The Complainant highlights that such use of the disputed domain name is likely to tarnish the Complainant’s goodwill and reputation in its mark SPECSAVERS and points out that the suppliers of goods promoted on the website include the Complainant’s competitors, which in turn is capable of diverting sales away from the Complainant.

The Complainant also states that the lack of response to the Complainant’s cease and desist letters and the Respondent’s use of a privacy service in order to conceal its real identity and contact details, also strongly suggest that the disputed domain name has been registered and is being used by the Respondent in bad faith.

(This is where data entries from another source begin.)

//! Error taxonomy shared by the mirror, cache and remote client.

use thiserror::Error;

/// Everything the mirror/cache core can fail with.
///
/// Nothing in the core retries; callers get the precise variant and decide
/// how to render it.
#[derive(Debug, Error)]
pub enum MirrorError {
    /// Network, auth, quota or payload failure reported by the remote API.
    #[error("remote call {operation} failed: {message}")]
    RemoteCall {
        operation: &'static str,
        status: Option<u16>,
        message: String,
    },

    #[error("malformed duration {0:?}")]
    MalformedDuration(String),

    #[error("not found: {0}")]
    NotFound(String),

    #[error("missing credentials: {0}")]
    MissingCredentials(&'static str),

    #[error("invalid timestamp {value:?}: {reason}")]
    Timestamp { value: String, reason: String },

    #[error("database error: {0}")]
    Database(#[from] libsql::Error),

    #[error("serialization error: {0}")]
    Serialization(#[from] serde_json::Error),

    #[error("io error: {0}")]
    Io(#[from] std::io::Error),
}

impl MirrorError {
    pub fn remote(operation: &'static str, message: impl Into<String>) -> Self {
        Self::RemoteCall {
            operation,
            status: None,
            message: message.into(),
        }
    }

    pub fn remote_status(operation: &'static str, status: u16, message: impl Into<String>) -> Self {
        Self::RemoteCall {
            operation,
            status: Some(status),
            message: message.into(),
        }
    }
}

pub type MirrorResult<T> = std::result::Result<T, MirrorError>;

As an additional circumstance evidencing bad faith, the Complainant points out that previous UDRP panel decisions were issued against the Respondent (Intensa Sanpaolo S.p.A v. Milan Kovac, WIPO Case No. D2010-1159, regarding the domain name <linksanpaolo.com>, and Revlon Consumer Products Corporation v. Privacy-Protect.org / Milan Kovac, WIPO Case No. D2010-1806, concerning the domain name <almaymakeup.com>).

B. Respondent

The Respondent did not reply to the Complainant’s contentions.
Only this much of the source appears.